3. ## Re: y(x) = (5-x)^4 at x = 4 can anyone help me solve this with the intantaneous/rate

Thank you . So everytime I see something like this I just simply derive with the power rule and substitute?If a limit was added would I need to refer to the f'(x)=lim{f((x+h)-f(x))/h) formula?
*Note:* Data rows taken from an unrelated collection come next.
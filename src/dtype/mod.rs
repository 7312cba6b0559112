//! Data type system for smmconv tensors
//!
//! Tensors carry their element type at runtime as a [`DType`]; kernels recover
//! the static Rust type through the [`Element`] trait.

mod element;

pub use element::Element;

use std::fmt;

/// Data types a tensor may hold
///
/// Discriminant values follow the float/int ranges used by the serialized
/// form and never change:
/// - Floats: 0-9 (F64=0, F32=1, F16=2, BF16=3)
/// - Signed ints: 10-19 (I64=10, I32=11)
/// - Unsigned ints: 20-29 (U32=21)
#[derive(Copy, Clone, Debug, PartialEq, Eq, Hash)]
#[non_exhaustive]
#[repr(u8)]
pub enum DType {
    /// 64-bit floating point
    F64 = 0,
    /// 32-bit floating point (most common)
    F32 = 1,
    /// 16-bit floating point (IEEE 754)
    F16 = 2,
    /// 16-bit brain floating point
    BF16 = 3,
    /// 64-bit signed integer
    I64 = 10,
    /// 32-bit signed integer
    I32 = 11,
    /// 32-bit unsigned integer
    U32 = 21,
}

impl DType {
    /// Size of one element in bytes
    #[inline]
    pub const fn size_in_bytes(self) -> usize {
        match self {
            Self::F64 | Self::I64 => 8,
            Self::F32 | Self::I32 | Self::U32 => 4,
            Self::F16 | Self::BF16 => 2,
        }
    }

    /// Returns true if this is a floating point type
    #[inline]
    pub const fn is_float(self) -> bool {
        matches!(self, Self::F64 | Self::F32 | Self::F16 | Self::BF16)
    }

    /// Returns true if this is an integer type (signed or unsigned)
    #[inline]
    pub const fn is_int(self) -> bool {
        matches!(self, Self::I64 | Self::I32 | Self::U32)
    }

    /// Short name used in error messages and shader keys
    pub const fn short_name(self) -> &'static str {
        match self {
            Self::F64 => "f64",
            Self::F32 => "f32",
            Self::F16 => "f16",
            Self::BF16 => "bf16",
            Self::I64 => "i64",
            Self::I32 => "i32",
            Self::U32 => "u32",
        }
    }
}

impl fmt::Display for DType {
    fn fmt(&self, f: &mut fmt::Formatter<'_>) -> fmt::Result {
        write!(f, "{}", self.short_name())
    }
}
4. ## Re: y(x) = (5-x)^4 at x = 4 can anyone help me solve this with the intantaneous/rate

sorry the limit ->0 should have been added then

5. ## Re: y(x) = (5-x)^4 at x = 4 can anyone help me solve this with the intantaneous/rate

Not quite...

$\displaystyle f'(x) = \lim_{h \to 0} \dfrac{(f(x+h)-f(x))}{h}$

$\displaystyle f'(x) \neq \lim_{h \to 0} \dfrac{f((x+h)-f(x))}{h}$

Placement of parentheses is important.

6. ## Re: y(x) = (5-x)^4 at x = 4 can anyone help me solve this with the intantaneous/rate

$\displaystyle f'(x) = \lim_{h \to 0} \dfrac{f(x+h) - f(x)}{h}$

$\displaystyle f(x) = (5-x)^4$, $f(x+h) = [5-(x+h)]^4 = (5-x-h)^4$

let $\displaystyle t = 5-x$

$\displaystyle \lim_{h \to 0} \dfrac{(t-h)^4 - t^4}{h}$

$\displaystyle \lim_{h \to 0} \dfrac{[(t-h)^2 - t^2][(t-h)^2 + t^2]}{h}$

$\displaystyle \lim_{h \to 0} \dfrac{(t^2 - 2ht + h^2 - t^2)(t^2 - 2ht + h^2 + t^2)}{h}$

$\displaystyle \lim_{h \to 0} \dfrac{h(h-2t)(2t^2-2ht+h^2)}{h}$

$\displaystyle \lim_{h \to 0} \dfrac{\cancel{h}(h-2t)(2t^2-2ht+h^2)}{\cancel{h}} = -4t^3 = -4(5-x)^3$

$\displaystyle f'(4) = -4(5-4)^3 = -4$

7. ## Re: y(x) = (5-x)^4 at x = 4 can anyone help me solve this with the intantaneous/rate

Originally Posted by bee77
y(x) = (5-x)^4 at x = 4
how do I solve this equation with the instantaneous rate of change formula ? any help would be greatly appreciated .I know I use f'(x)=lim{f((x+h)-f(x))/h) but the polynomial is giving me trouble ....please help ..the answer is -4 from a quiz I did but I got it wrong .
Bee
The way you have written this is very confusing! You say "solve this equation" but the given equation has two variables so that "solve the equation" makes no sense. And, it appears that you really want to "find the derivative of this function at x= 4. In any case, you should have shown us what you did and why you got "-4" so we could point out and correct any error.